Going through the data below, copy out each line where the word "Returns" shows up.

╭─ EXERCISE INPUTS

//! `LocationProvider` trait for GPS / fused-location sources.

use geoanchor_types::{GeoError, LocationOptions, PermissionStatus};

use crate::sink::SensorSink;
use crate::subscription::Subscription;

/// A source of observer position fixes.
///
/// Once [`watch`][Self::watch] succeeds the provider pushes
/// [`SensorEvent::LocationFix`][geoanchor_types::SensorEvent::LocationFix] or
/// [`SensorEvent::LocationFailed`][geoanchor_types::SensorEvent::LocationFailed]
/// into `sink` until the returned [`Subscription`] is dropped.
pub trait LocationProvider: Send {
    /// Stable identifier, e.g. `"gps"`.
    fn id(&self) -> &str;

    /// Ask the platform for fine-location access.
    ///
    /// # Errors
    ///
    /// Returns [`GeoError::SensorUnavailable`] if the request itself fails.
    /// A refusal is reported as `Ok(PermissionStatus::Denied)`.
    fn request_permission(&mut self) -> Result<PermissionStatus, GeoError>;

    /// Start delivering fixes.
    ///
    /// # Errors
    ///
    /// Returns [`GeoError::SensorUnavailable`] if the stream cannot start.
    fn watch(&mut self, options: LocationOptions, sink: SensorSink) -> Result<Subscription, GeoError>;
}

╰─

** SOLUTION TO THE PROBLEM **
    /// Returns [`GeoError::SensorUnavailable`] if the request itself fails.
    /// Returns [`GeoError::SensorUnavailable`] if the stream cannot start.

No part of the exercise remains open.